Ritter, who has appeared in numerous TV series, including Parenthood and Girls, and is currently starring in Raising Dion, met Lynskey while filming The Big Ask in 2013. His big ask was for a date, and the two quickly worked together again, in We’ll Never Have Paris (2014) and The Intervention (2016). They were engaged in 2017, welcomed a daughter in 2018 and got married in 2020. The marriage is Lynskey’s second, following her union to actor Jimmi Simpson (It’s Always Sunny in Philadelphia).

Lynskey’s mother, Kay, is a former nurse, and her father, Tim, is an orthopedic surgeon. The eldest of five, she attended the New Plymouth Girls’ High school, where she became interested in acting and joined the drama program. She completed her studies at the Victoria University of Wellington. Although her family were thrilled she landed the role in Heavenly Creatures, they were understandably worried about her entering such a precarious profession.

On the set of Castle Rock, a few years ago, she said of the days that followed the release of Heavenly Creatures, “I think people’s concern was that now I’m going to get carried away [in thinking] ‘I’m going to be an actress!’ They were worried about that because they thought, ‘She’s a shy, chubby 16-year-old,’ and they didn’t want me to be disappointed,” she said.

Announcing an intent to become an actress in New Zealand, especially back then, was akin to deciding to live on Mars – an impossible dream not to be taken seriously. “I was at this stage in my life where you were supposed to decide what you wanted to do at university and you were supposed to know what you wanted to do for the rest of your life and when I’d say ‘acting’, they’d say, ‘Don’t be crazy!’”
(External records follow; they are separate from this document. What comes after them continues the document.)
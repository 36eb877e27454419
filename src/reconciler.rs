//! Keeps dependents in step with registry changes.
//!
//! Every register and unregister is planned once against the other
//! registered services: dynamic references are bound or unbound in place,
//! static greedy dependents are collected (deduplicated) and restarted after
//! the triggering change completed. A restart re-enters registration, which
//! plans its own follow-ups; the restart guard stops a component from being
//! restarted again further down its own chain.
//!
//! Two components with greedy references to each other cannot both end up
//! holding the other's current instance: whichever is instantiated last sees
//! the current peer, and that peer was injected before it existed.

use std::collections::HashSet;
use std::sync::Arc;

use crate::context::MockBundleContext;
use crate::error::OsgiResult;
use crate::filter::Filter;
use crate::injector;
use crate::instance::LifecycleState;
use crate::internal::RestartKey;
use crate::lifecycle::{self, DEACTIVATION_REASON_REFERENCE};
use crate::metadata::{ComponentClass, EffectiveReference, Reference, ReferenceCardinality};
use crate::properties::FRAMEWORK_KEYS;
use crate::registry::{ServiceRecord, ServiceReference};

struct DynamicDependent {
    record: Arc<ServiceRecord>,
    class: Arc<ComponentClass>,
    reference: Reference,
}

/// Work derived from one registry change.
#[derive(Default)]
pub(crate) struct Reconciliation {
    dynamic: Vec<DynamicDependent>,
    restarts: Vec<Arc<ServiceRecord>>,
}

/// Finds the dependents of `changed` among all other registered services.
pub(crate) fn plan(ctx: &MockBundleContext, changed: &Arc<ServiceRecord>) -> OsgiResult<Reconciliation> {
    let inner = ctx.inner();
    let changed_properties = changed.properties.read().clone();
    let mut plan = Reconciliation::default();
    let mut scheduled = HashSet::new();

    for record in inner.registry.snapshot() {
        if record.id == changed.id {
            continue;
        }
        let Some(class) = inner.metadata.class_of(&record.instance) else {
            continue;
        };
        let owner = record.properties.read().clone();
        for reference in class.metadata().references() {
            if !changed.publishes(reference.interface()) {
                continue;
            }
            let dynamic = reference.is_dynamic();
            if !dynamic && !reference.is_static_greedy() {
                continue;
            }
            let effective = EffectiveReference::resolve(reference, &owner);
            let matched = effective
                .filter()?
                .map_or(true, |f| f.matches(&changed_properties));
            if !matched {
                continue;
            }
            if dynamic {
                plan.dynamic.push(DynamicDependent {
                    record: record.clone(),
                    class: class.clone(),
                    reference: reference.clone(),
                });
            } else if !inner.restarts.is_restarting(RestartKey::new(class.implementation_type(), &owner))
                && scheduled.insert(record.id)
            {
                plan.restarts.push(record.clone());
            }
        }
    }

    tracing::trace!(
        service.id = changed.id,
        dynamic = plan.dynamic.len(),
        restarts = plan.restarts.len(),
        "reconciliation planned"
    );
    Ok(plan)
}

impl Reconciliation {
    /// Binds a newly registered service. A mandatory unary reference that
    /// already holds a service keeps it.
    pub(crate) fn bind_dynamic(&self, ctx: &MockBundleContext, service: &ServiceReference) -> OsgiResult<()> {
        for dependent in &self.dynamic {
            let instance = &dependent.record.instance;
            let name = dependent.reference.name();
            if dependent.reference.cardinality() == ReferenceCardinality::MandatoryUnary
                && !ctx.inner().instances.bindings(instance, name).is_empty()
            {
                tracing::trace!(component = dependent.class.name(), reference = name, "mandatory unary already bound");
                continue;
            }
            injector::bind(ctx, instance, &dependent.class, &dependent.reference, service)?;
        }
        Ok(())
    }

    /// Unbinds a leaving service. Mandatory references may end up empty.
    pub(crate) fn unbind_dynamic(&self, ctx: &MockBundleContext, service: &ServiceReference) -> OsgiResult<()> {
        for dependent in &self.dynamic {
            injector::unbind(ctx, &dependent.record.instance, &dependent.class, &dependent.reference, service)?;
        }
        Ok(())
    }

    /// Restarts the scheduled dependents that are still registered.
    pub(crate) fn restart_all(self, ctx: &MockBundleContext) -> OsgiResult<()> {
        for record in self.restarts {
            if !record.is_registered() {
                continue;
            }
            restart(ctx, &record)?;
        }
        Ok(())
    }
}

/// Deactivate, unregister, instantiate, inject, activate, register.
fn restart(ctx: &MockBundleContext, record: &Arc<ServiceRecord>) -> OsgiResult<()> {
    let inner = ctx.inner();
    let Some(class) = inner.metadata.class_of(&record.instance) else {
        return Ok(());
    };
    let key = RestartKey::new(class.implementation_type(), &record.properties.read());
    let Some(_guard) = inner.restarts.enter(key) else {
        tracing::debug!(
            component = class.name(),
            service.id = record.id,
            depth = inner.restarts.chain().len(),
            "restart already in progress, skipping"
        );
        return Ok(());
    };

    let reference = ServiceReference::new(record.clone());
    inner.observers.restarting(class.name(), &reference);
    tracing::debug!(component = class.name(), service.id = record.id, "restarting static greedy dependent");

    let mut properties = record.properties.read().clone();
    for key in FRAMEWORK_KEYS {
        properties.remove(key);
    }

    if inner.instances.state(&record.instance) != LifecycleState::Deactivated {
        lifecycle::deactivate(ctx, &record.instance, &class, &properties, DEACTIVATION_REASON_REFERENCE)?;
    }
    ctx.unregister_record(record)?;

    let instance = injector::instantiate(ctx, &class, &properties)?;
    injector::inject_services(ctx, &instance, &class, &properties)?;
    lifecycle::activate(ctx, &instance, &class, &properties)?;
    ctx.register_record(record.interfaces.clone(), instance, properties, None)?;
    Ok(())
}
Still chasing the challenge

Nearly 30 years later, Lynskey continues to offer up hyper-realistic performances in edgy material. Her next role is in the upcoming miniseries, Candy, based on a true crime story in which she plays Betty Gore, a Texan woman murdered with an axe by her best friend, Candy Montgomery (played by Jessica Biel) in 1980. The crime occurred after Gore confronted her friend about having an affair with her husband.

Melanie Lynskey and Jessica Biel in Candy (2022) copy
Melanie Lynskey with Jessica Biel in Candy.

Looking back on past interviews with the evercharming Lynskey, a comment she made during her promotional tour for Up in the Air, in 2009, still stands out. “Maybe one day I’ll be like Nicole Kidman and just get piles of scripts,” she quipped. Thirteen years and many piles of scripts later, Lynskey has indeed eclipsed her dreams.